En una reciente intervención que ha resonado en los corazones de muchos colombianos, un abuelito de 89 años se alzó con valentía para expresar su descontento hacia el comportamiento de algunos congresistas en el país.
Con una voz firme y llena de experiencia, comenzó su discurso recordando la tradición jurídica que otorga el título de “honorables” a los miembros del Congreso, un término que, según él, ha perdido su verdadero significado debido a la conducta de ciertos representantes.
“¿Debería nuestro Congreso todavía llevar el título de honorable?”, se preguntó, enfatizando que este tratamiento no es un reconocimiento personal, sino una forma de respeto al cargo y a la dignidad del Congreso como poder del Estado.
Sin embargo, la indignación se hizo palpable cuando mencionó a Miguel Polo Polo, un representante cuya conducta, a su juicio, desmerece el título que ostenta.
“Honorables representantes de la Comisión Primera, la definición de honorable difícilmente describe a un representante como Miguel Polo Polo”, afirmó con firmeza.
El abuelito relató una anécdota personal que ilustraba su frustración.
“Me mandaron unas botas talla 50 cuando yo soy talla 40.
O sea, mandaron unas botas con una talla superior más alta a lo que en realidad mide mi pie.
Además de eso, me mandaron dos botas del pie izquierdo y huelen como a pecueca y como a marihuana”, exclamó, reflejando la desilusión que siente hacia un sistema que parece ignorar las necesidades y derechos de los ciudadanos.

Su discurso no se limitó a quejas personales; también abordó la corrupción que, según él, ha arraigado en el Congreso.
Habló sobre Ciro Ramírez, otro congresista que está siendo investigado por corrupción.
“Usted es un hombre que tiene por costumbre la desvergüenza.
Tiene el descaro de venirnos a dar lecciones de moral sobre lo que se llama respetar la justicia.
Vaya y responda usted ante la justicia primero y después da cátedra sobre qué es respetarla”, le dijo, dejando claro que la indignación popular es un sentimiento compartido.
El abuelito también mencionó un proyecto de ley que busca prohibir el uso de la expresión “honorable” para referirse a los congresistas.
“Se prohíbe el uso de la expresión honorable senador u honorable representante a la Cámara en las actuaciones que se adelanten en el Congreso de la República”, leyó, señalando que la honorabilidad no se otorga por el cargo, sino por la condición propia del ser humano.
“¿Cómo le podemos llamar honorable a estas personas?”, cuestionó, desafiando a la audiencia a reflexionar sobre la validez de ese título.
Con una voz cargada de historia, recordó momentos críticos de la política colombiana.
“A mis 89 años, me siento orgulloso de haber trabajado por esta nación.
Desde que tenía 11 años y medio, cuando mataron a Jorge Elías el Gaitán, he estado luchando por este país.
Hoy me siento orgulloso y todavía tengo fuerzas para defender el movimiento”, declaró, evocando la memoria de aquellos que han luchado por la justicia en Colombia.

El abuelito hizo un llamado a la Corte Suprema de Justicia, pidiendo que se haga justicia y que se lleve a la cárcel a aquellos que han traicionado la confianza del pueblo.

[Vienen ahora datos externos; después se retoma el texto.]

//! Decoder for OpenAI Responses API streams.
//!
//! Tool calls are items in the response's output list. The item is announced
//! with its `call_id` by `response.output_item.added`, but argument deltas
//! only name the item's `output_index`, so the index is bound to the call id
//! when the item appears.

use tracing::{debug, warn};

use super::openai_types::{ResponsesOutputItem, ResponsesStreamEvent, ResponsesUsage};
use super::state::UnifiedStreamState;
use super::streaming::StreamDecoder;
use super::types::{FinishReason, UnifiedChunk};
use crate::error::Result;

#[derive(Debug, Default)]
pub struct OpenAiResponsesDecoder {
    state: UnifiedStreamState,
}

impl OpenAiResponsesDecoder {
    pub fn new() -> Self {
        Self::default()
    }

    #[must_use]
    pub fn state(&self) -> &UnifiedStreamState {
        &self.state
    }

    pub fn process_event(&mut self, event: ResponsesStreamEvent) -> Option<UnifiedChunk> {
        match event {
            ResponsesStreamEvent::OutputItemAdded { output_index, item } => {
                if let ResponsesOutputItem::FunctionCall { call_id, name } = item {
                    self.state.bind_output_index(output_index, &call_id);
                    self.state.init_tool_call(&call_id, &name);
                }
                None
            }
            ResponsesStreamEvent::OutputTextDelta { delta } => {
                self.state.add_content_delta(&delta);
                Some(self.state.create_chunk(&delta, None, None))
            }
            ResponsesStreamEvent::ReasoningDelta { delta } => {
                let reasoning = self.state.add_reasoning_delta(&delta);
                Some(self.state.reasoning_chunk(reasoning))
            }
            ResponsesStreamEvent::FunctionCallArgumentsDelta {
                output_index,
                call_id,
                delta,
            } => {
                let id = self.resolve_call_id(output_index, call_id)?;
                self.state
                    .add_tool_call_args(&id, &delta)
                    .then(|| self.state.create_chunk("", None, None))
            }
            ResponsesStreamEvent::FunctionCallArgumentsDone {
                output_index,
                call_id,
                arguments,
            } => {
                let id = self.resolve_call_id(output_index, call_id)?;
                // The done event carries the complete arguments; trust it over the deltas
                self.state
                    .set_tool_call_args(&id, &arguments)
                    .then(|| self.state.create_chunk("", None, None))
            }
            ResponsesStreamEvent::Completed { response, status } => {
                let status = status.or(response.status);
                Some(self.finish(status.as_deref().unwrap_or("completed"), response.usage))
            }
            ResponsesStreamEvent::Incomplete { response } => Some(self.finish(
                response.status.as_deref().unwrap_or("incomplete"),
                response.usage,
            )),
            ResponsesStreamEvent::Failed { response } => Some(self.finish(
                response.status.as_deref().unwrap_or("failed"),
                response.usage,
            )),
            ResponsesStreamEvent::Error { code, message } => {
                warn!(
                    code = code.as_deref().unwrap_or("unknown"),
                    message = message.as_deref().unwrap_or(""),
                    "Responses stream reported an error"
                );
                None
            }
            ResponsesStreamEvent::Unknown => None,
        }
    }

    fn resolve_call_id(&self, output_index: Option<usize>, call_id: Option<String>) -> Option<String> {
        let id = call_id.filter(|id| !id.is_empty()).or_else(|| {
            output_index
                .and_then(|index| self.state.call_id_for_index(index))
                .map(str::to_owned)
        });
        if id.is_none() {
            debug!(?output_index, "Function call event for unknown output item");
        }
        id
    }

    fn finish(&self, status: &str, usage: Option<ResponsesUsage>) -> UnifiedChunk {
        let usage = usage.map(|u| u.to_usage());
        self.state
            .create_chunk("", Some(map_status(status)), usage)
    }
}

impl StreamDecoder for OpenAiResponsesDecoder {
    fn decode_line(&mut self, line: &str) -> Result<Option<UnifiedChunk>> {
        match serde_json::from_str::<ResponsesStreamEvent>(line) {
            Ok(event) => Ok(self.process_event(event)),
            Err(e) => {
                debug!(error = %e, "Skipping unparseable responses event");
                Ok(None)
            }
        }
    }
}

/// Map a response `status` onto the unified enum.
#[must_use]
pub fn map_status(status: &str) -> FinishReason {
    match status {
        "incomplete" => FinishReason::Length,
        "tool_calls_required" | "failed_function_call" => FinishReason::ToolUse,
        _ => FinishReason::Stop,
    }
}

“Vamos todos a pedir cárcel para JP, para Lina Garrillo y para Polo”, instó, reflejando el clamor de muchos colombianos que sienten que la justicia ha sido burlada.

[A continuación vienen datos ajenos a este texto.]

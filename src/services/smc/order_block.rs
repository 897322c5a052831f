//! Order block detection.

use crate::services::smc::{confidence, fmt_price, retain_most_recent, Detector};
use crate::types::{Candle, Direction, PriceBand, SignalKind, SmcSignal};

/// Order block detector.
///
/// An order block is the last opposing candle before a strong two-candle
/// move: a bearish candle followed by two bullish candles that lift the close
/// by more than `move_threshold` (bullish block), or the mirror image.
///
/// confidence = 40 + 30 * body / average range + 1000 * move, capped at 100.
pub struct OrderBlocks {
    /// Minimum close-to-close move over the two following candles (fraction).
    move_threshold: f64,
    /// Trailing candles used for the average range.
    range_window: usize,
    /// Most recent blocks kept.
    max_kept: usize,
}

impl Default for OrderBlocks {
    fn default() -> Self {
        Self {
            move_threshold: 0.005,
            range_window: 20,
            max_kept: 3,
        }
    }
}

impl OrderBlocks {
    /// Mean high-low range of the trailing window, or 1 when that mean is zero.
    fn average_range(&self, candles: &[Candle]) -> f64 {
        let start = candles.len().saturating_sub(self.range_window);
        let window = &candles[start..];
        if window.is_empty() {
            return 1.0;
        }
        let avg = window.iter().map(Candle::range).sum::<f64>() / window.len() as f64;
        if avg > 0.0 {
            avg
        } else {
            1.0
        }
    }

    fn bullish_block(&self, c: &Candle, next1: &Candle, next2: &Candle, avg_range: f64) -> Option<SmcSignal> {
        if !c.is_bearish() || !next1.is_bullish() || !next2.is_bullish() {
            return None;
        }
        let move_up = (next2.close - c.close) / c.close;
        if move_up <= self.move_threshold {
            return None;
        }

        let body_ratio = c.body_size() / avg_range;
        Some(SmcSignal {
            kind: SignalKind::OrderBlock,
            price_level: c.body_mid(),
            band: Some(PriceBand {
                low: c.close,
                high: c.open,
            }),
            direction: Direction::Bullish,
            confidence: confidence(40.0 + body_ratio * 30.0 + move_up * 1000.0),
            description: format!("Bullish OB at {}–{}", fmt_price(c.low), fmt_price(c.open)),
        })
    }

    fn bearish_block(&self, c: &Candle, next1: &Candle, next2: &Candle, avg_range: f64) -> Option<SmcSignal> {
        if !c.is_bullish() || !next1.is_bearish() || !next2.is_bearish() {
            return None;
        }
        let move_down = (c.close - next2.close) / c.close;
        if move_down <= self.move_threshold {
            return None;
        }

        let body_ratio = c.body_size() / avg_range;
        Some(SmcSignal {
            kind: SignalKind::OrderBlock,
            price_level: c.body_mid(),
            band: Some(PriceBand {
                low: c.open,
                high: c.close,
            }),
            direction: Direction::Bearish,
            confidence: confidence(40.0 + body_ratio * 30.0 + move_down * 1000.0),
            description: format!("Bearish OB at {}–{}", fmt_price(c.open), fmt_price(c.high)),
        })
    }
}

impl Detector for OrderBlocks {
    fn id(&self) -> &str {
        "order_block"
    }

    fn name(&self) -> &str {
        "Order Blocks"
    }

    fn min_candles(&self) -> usize {
        10
    }

    fn detect(&self, candles: &[Candle]) -> Vec<SmcSignal> {
        if candles.len() < self.min_candles() {
            return Vec::new();
        }

        let avg_range = self.average_range(candles);
        let mut signals = Vec::new();

        for i in 2..candles.len() - 2 {
            let (c, next1, next2) = (&candles[i], &candles[i + 1], &candles[i + 2]);
            signals.extend(self.bullish_block(c, next1, next2, avg_range));
            signals.extend(self.bearish_block(c, next1, next2, avg_range));
        }

        retain_most_recent(signals, self.max_kept)
    }
}

#[cfg(test)]
mod tests {
    use super::*;

    fn candle(open: f64, close: f64) -> Candle {
        Candle {
            open,
            high: open.max(close),
            low: open.min(close),
            close,
            volume: 1.0,
            timestamp: 0,
        }
    }

    fn flat(price: f64, count: usize) -> Vec<Candle> {
        vec![candle(price, price); count]
    }

    #[test]
    fn test_order_block_id_and_name() {
        let detector = OrderBlocks::default();
        assert_eq!(detector.id(), "order_block");
        assert_eq!(detector.name(), "Order Blocks");
        assert_eq!(detector.min_candles(), 10);
    }

    #[test]
    fn test_order_block_insufficient_data() {
        let mut candles = flat(100.0, 3);
        candles.extend([candle(100.0, 95.0), candle(95.0, 97.0), candle(97.0, 99.0)]);
        assert!(OrderBlocks::default().detect(&candles).is_empty());
    }

    #[test]
    fn test_bullish_order_block() {
        let mut candles = flat(100.0, 5);
        candles.extend([candle(100.0, 95.0), candle(95.0, 97.0), candle(97.0, 99.0)]);
        candles.extend(flat(99.0, 5));

        let signals = OrderBlocks::default().detect(&candles);
        assert_eq!(signals.len(), 1);

        let ob = &signals[0];
        assert_eq!(ob.kind, SignalKind::OrderBlock);
        assert_eq!(ob.direction, Direction::Bullish);
        assert_eq!(ob.price_level, 97.5);
        assert_eq!(ob.band, Some(PriceBand { low: 95.0, high: 100.0 }));
        assert_eq!(ob.description, "Bullish OB at 95.0000–100.0000");
    }

    #[test]
    fn test_bullish_order_block_confidence() {
        // Average range over the trailing 20 candles is (5 + 2 + 2) / 20 = 0.45.
        let mut candles = flat(100.0, 5);
        candles.extend([candle(100.0, 95.0), candle(95.0, 97.0), candle(97.0, 99.0)]);
        candles.extend(flat(99.0, 17));

        let signals = OrderBlocks::default().detect(&candles);
        assert_eq!(signals.len(), 1);
        // 40 + (5 / 0.45) * 30 + (4 / 95) * 1000 > 100
        assert_eq!(signals[0].confidence, 100);
    }

    #[test]
    fn test_weak_move_is_ignored() {
        let mut candles = flat(100.0, 5);
        candles.extend([candle(100.0, 99.9), candle(99.9, 99.95), candle(99.95, 100.1)]);
        candles.extend(flat(100.1, 5));

        // move = 0.2 / 99.9 ~ 0.2% < 0.5%
        assert!(OrderBlocks::default().detect(&candles).is_empty());
    }

    #[test]
    fn test_bearish_order_block() {
        let mut candles = flat(100.0, 5);
        candles.extend([candle(100.0, 104.0), candle(104.0, 102.0), candle(102.0, 100.0)]);
        candles.extend(flat(100.0, 5));

        let signals = OrderBlocks::default().detect(&candles);
        assert_eq!(signals.len(), 1);
        assert_eq!(signals[0].direction, Direction::Bearish);
        assert_eq!(signals[0].band, Some(PriceBand { low: 100.0, high: 104.0 }));
        assert!(signals[0].confidence >= 40);
    }

    #[test]
    fn test_keeps_three_most_recent() {
        let mut candles = flat(100.0, 3);
        for _ in 0..5 {
            candles.extend([candle(100.0, 95.0), candle(95.0, 97.0), candle(97.0, 100.0)]);
        }
        candles.extend(flat(100.0, 3));

        let signals = OrderBlocks::default().detect(&candles);
        assert_eq!(signals.len(), 3);
        assert!(signals.iter().all(|s| s.direction == Direction::Bullish));
    }

    #[test]
    fn test_zero_range_market_uses_unit_denominator() {
        let detector = OrderBlocks::default();
        assert_eq!(detector.average_range(&flat(100.0, 30)), 1.0);
    }
}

Su intervención culminó con un mensaje claro sobre la corrupción en el Congreso.
“Este Congreso ha sido corrupto desde hace mucho tiempo.
Rojas Pinilla le tocó serlo por corruptos, por infames y por miserables”, afirmó, dejando a la audiencia con una sensación de urgencia y necesidad de cambio.
El abuelito de 89 años no solo es un símbolo de la resistencia y la lucha por la justicia, sino también un recordatorio de que la dignidad y el respeto deben ser la base de cualquier institución democrática.
Su llamado a la acción resuena en un país que busca recuperar la confianza en sus líderes y en el sistema político.